Alexis Zuart y Carlos Morales, en la mira

En la intensa lucha que el gobierno de Chiapas ha iniciado por instaurar la paz en los municipios donde los grupos criminales buscan echar raíces para perpetuar su poder se han topado con la desagradable sorpresa de que hay elementos policiacos estatales y municipales que se contaminaron al irse por el camino del mal.

Más de 50 policías, entre ellos algunos directores municipales y agentes de la Policía Estatal, fueron detenidos y son investigados por sus presuntos nexos con el crimen organizado. El proceso judicial continúa y se espera que de ello haya más detenciones de ex funcionarios que sabían de las operaciones de sus agentes y no hicieron nada para aplicar la ley.
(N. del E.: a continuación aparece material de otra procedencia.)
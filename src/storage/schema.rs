//! Row layout of the `servers` and `applications` tables
//!
//! Statuses are stored as their lowercase names, server types as the raw
//! label and `last_checked` as Unix milliseconds. The helpers here decode
//! a row back into the domain model and report undecodable values as
//! [`StorageError::CorruptRow`] instead of panicking.

use chrono::{DateTime, Utc};
use sqlx::Row;
use sqlx::sqlite::SqliteRow;

use super::error::{StorageError, StorageResult};
use crate::models::{Application, ApplicationStatus, Server, ServerKind, ServerStatus};

/// Columns selected whenever a full server is read
pub const SERVER_COLUMNS: &str =
    "id, name, hostname, port, type, owner_name, application_id, status, message, last_checked";

/// Columns selected whenever a full application is read
pub const APPLICATION_COLUMNS: &str = "id, name, description, status, message, last_checked";

pub fn timestamp_to_millis(dt: &DateTime<Utc>) -> i64 {
    dt.timestamp_millis()
}

pub fn millis_to_timestamp(millis: i64) -> Option<DateTime<Utc>> {
    DateTime::from_timestamp_millis(millis)
}

pub fn parse_server_status(raw: &str) -> StorageResult<ServerStatus> {
    raw.parse().map_err(StorageError::CorruptRow)
}

pub fn parse_application_status(raw: &str) -> StorageResult<ApplicationStatus> {
    raw.parse().map_err(StorageError::CorruptRow)
}

pub fn server_from_row(row: &SqliteRow) -> StorageResult<Server> {
    let status: String = row.try_get("status")?;
    let kind: String = row.try_get("type")?;
    let last_checked: Option<i64> = row.try_get("last_checked")?;

    Ok(Server {
        id: row.try_get("id")?,
        name: row.try_get("name")?,
        hostname: row.try_get("hostname")?,
        port: row.try_get("port")?,
        kind: ServerKind::from_label(&kind),
        owner_name: row.try_get("owner_name")?,
        application_id: row.try_get("application_id")?,
        status: parse_server_status(&status)?,
        message: row.try_get("message")?,
        last_checked: last_checked.and_then(millis_to_timestamp),
    })
}

pub fn application_from_row(row: &SqliteRow) -> StorageResult<Application> {
    let status: String = row.try_get("status")?;
    let last_checked: Option<i64> = row.try_get("last_checked")?;

    Ok(Application {
        id: row.try_get("id")?,
        name: row.try_get("name")?,
        description: row.try_get("description")?,
        status: parse_application_status(&status)?,
        message: row.try_get("message")?,
        last_checked: last_checked.and_then(millis_to_timestamp),
    })
}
Tuxtla Gutiérrez y Comitán son los dos principales municipios donde la redada contra policías fue el boom que detonó la sorpresa, pues era impensable que los uniformados hayan traicionado la confianza de la ciudadanía al aliarse con las personas “equivocadas”.

Los municipios de Berriozábal, Ocozocoautla, Tapachula, Villaflores, Jiquipilas, Cintalapa, Ocosingo, Villa Las Rosas, Ángel Albino Corzo, Villaflores y La Concordia, son las principales demarcaciones donde se investiga la participación de la policía en acciones fuera de su función principal que significa garantizar el orden.
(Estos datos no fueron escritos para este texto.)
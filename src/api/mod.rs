//! REST API for the inventory
//!
//! ## Architecture
//!
//! - **Axum** web framework with Tower middleware (trace, CORS)
//! - **StatusStore** for CRUD and imports
//! - **StatusEngine** and the scheduler handle for on-demand tests
//!
//! ## Endpoints
//!
//! - `GET /api/v1/health` - Health check including the store
//! - `GET /api/v1/stats` - Status counts and the last cycle
//! - `GET|POST /api/v1/servers` - List / create servers
//! - `GET|PUT|DELETE /api/v1/servers/:id` - Read / replace / delete a server
//! - `POST /api/v1/servers/:id/test` - Probe one server now
//! - `POST /api/v1/servers/import` - Bulk import, each server probed once
//! - `POST /api/v1/servers/probe` - Probe an arbitrary target, not stored
//! - `GET|POST /api/v1/applications` - List / create applications
//! - `GET|PUT|DELETE /api/v1/applications/:id` - Read / replace / delete
//! - `GET /api/v1/applications/:id/servers` - Member servers
//! - `POST /api/v1/applications/:id/test` - Probe members and aggregate now
//! - `POST /api/v1/applications/import` - Bulk import
//! - `POST /api/v1/test` - Run a full cycle now

pub mod error;
pub mod routes;
pub mod state;
pub mod types;

pub use error::{ApiError, ApiResult};
pub use state::ApiState;
pub use types::{HealthResponse, StatsResponse};

use std::net::SocketAddr;

use axum::{
    Router,
    routing::{get, post},
};
use tower_http::cors::{Any, CorsLayer};
use tower_http::trace::TraceLayer;
use tracing::{error, info};

use crate::config::ApiSettings;

/// API server configuration
#[derive(Debug, Clone)]
pub struct ApiConfig {
    /// Bind address (e.g., "0.0.0.0:3000")
    pub bind_addr: SocketAddr,

    /// Allow any origin, as the browser dashboard is served elsewhere
    pub enable_cors: bool,
}

impl Default for ApiConfig {
    fn default() -> Self {
        Self {
            bind_addr: SocketAddr::from(([127, 0, 0, 1], 3000)),
            enable_cors: true,
        }
    }
}

impl From<&ApiSettings> for ApiConfig {
    fn from(settings: &ApiSettings) -> Self {
        Self {
            bind_addr: settings.bind,
            enable_cors: settings.enable_cors,
        }
    }
}

/// Build the router with every route mounted under `/api/v1`
pub fn router(state: ApiState, enable_cors: bool) -> Router {
    use routes::{applications, health, servers, stats, testing};

    let api = Router::new()
        .route("/health", get(health::health_check))
        .route("/stats", get(stats::get_stats))
        .route(
            "/servers",
            get(servers::list_servers).post(servers::create_server),
        )
        .route("/servers/import", post(servers::import_servers))
        .route("/servers/probe", post(servers::probe_server))
        .route(
            "/servers/:id",
            get(servers::get_server)
                .put(servers::update_server)
                .delete(servers::delete_server),
        )
        .route("/servers/:id/test", post(servers::test_server))
        .route(
            "/applications",
            get(applications::list_applications).post(applications::create_application),
        )
        .route(
            "/applications/import",
            post(applications::import_applications),
        )
        .route(
            "/applications/:id",
            get(applications::get_application)
                .put(applications::update_application)
                .delete(applications::delete_application),
        )
        .route(
            "/applications/:id/servers",
            get(applications::list_members),
        )
        .route(
            "/applications/:id/test",
            post(applications::test_application),
        )
        .route("/test", post(testing::test_all));

    let mut app = Router::new()
        .nest("/api/v1", api)
        .with_state(state)
        .layer(TraceLayer::new_for_http());

    if enable_cors {
        let cors = CorsLayer::new()
            .allow_origin(Any)
            .allow_methods(Any)
            .allow_headers(Any);
        app = app.layer(cors);
    }

    app
}

/// Spawn the API server
///
/// This starts an Axum HTTP server in a background task.
/// Returns the server's local address.
pub async fn spawn_api_server(config: ApiConfig, state: ApiState) -> anyhow::Result<SocketAddr> {
    info!("starting API server on {}", config.bind_addr);

    let app = router(state, config.enable_cors);

    let listener = tokio::net::TcpListener::bind(config.bind_addr).await?;
    let addr = listener.local_addr()?;

    info!("API server listening on {}", addr);

    tokio::spawn(async move {
        if let Err(e) = axum::serve(listener, app).await {
            error!("API server error: {}", e);
        }
    });

    Ok(addr)
}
Una acusación muy delicada circula en redes sociales donde se denuncia que el entonces director de la Secretaría de Seguridad Pública de Tuxtla Gutiérrez, Alexis Zuart y mano derecha del entonces presidente municipal, Carlos Morales Vázquez, ordenaba a sus agentes municipales mover las cámaras de vigilancia instaladas en la ciudad, para que los grupos delincuenciales pudieran llevar a cabo los “levantones de personas, que luego entregaban a los criminales”.

Lo mismo pasaba en los demás municipios, donde los agentes cedían a las presiones para la fabricación de los delitos.

Las investigaciones ponen en una situación muy delicada tanto al ex director de Seguridad como al ex edil tuxtleco, porque seguramente saldrán raspados por las declaraciones que ya deben tener en su poder los ministerios públicos que llevan a cabo las diligencias legales.

Son temas muy delicados que habría que tratar con pinzas, aunque los antecedentes que se han dado en algunas partes del país confirman el involucramiento de alcaldes en hechos delictivos, todo con tal de continuar en el poder, de amasar fortunas.

Una acusación tan grave no puede pensarse que era ignorada por el alcalde. Decir que no sabía que había componendas de su titular de Seguridad Pública durante los seis años que duró su gestión, dividida en dos trienios, es una ofensa al pensamiento de los tuxtlecos.

A la fecha, la nueva administración municipal no ha emitido un pronunciamiento de cómo quedaron las arcas municipales, si las denuncias de corrupción en el manejo de los recursos en la compra de contenedores de basura o en los negocios de Carlos Morales con Veolia, fueron pura especulación o simplemente se le está encubriendo.

Para el caso de las denuncias de complicidad entre algunos elementos de la Policía Municipal, de su director y del propio edil, corresponde a la Fiscalía General del Estado despejar, precisar al proceso de la investigación.

Está claro que esta forma tratar de empoderarse no lleva a ninguna parte de forma favorable. Al contrario, son situaciones que tarde o temprano tendrán que ser castigadas por la justicia pues está demostrado que en México, en Chiapas y en los municipios como Tuxtla Gutiérrez, hay más gente buena que malosa.

El mal no podría triunfar sobre la conciencia generalizada de una sociedad que lucha día a día abrirse paso para llevar el sustento diario a sus hogares, a su familia. Los chiapanecos tenemos el derecho de transitar sobre canales donde la legalidad se respete y donde el Estado nos ofrezca las condiciones básicas que fomenten y conserven la convivencia.

Para destrabar todas las inconsistencias que reinan en el ambiente ciudadano, la autoridad debe acelerar las investigaciones, donde seguramente, por lo que se ha visto en las últimas operaciones de la Fiscalía, donde también presentó como presuntos involucrados con el crimen organizado a varios elementos de la policía estatal, hay en la mira algunos peces gordos que deben estar agazapados en algún escondite o debieron haber emprendido la huida.

Al final, la última palabra la tiene el gobierno de Eduardo Ramírez Aguilar, quien ha demostrado que viene con la espada desenvainada para aplicar la ley contra todo aquel que le dio por emprender el camino fácil para hacer dinero, a costa del sufrimiento de gente inocente.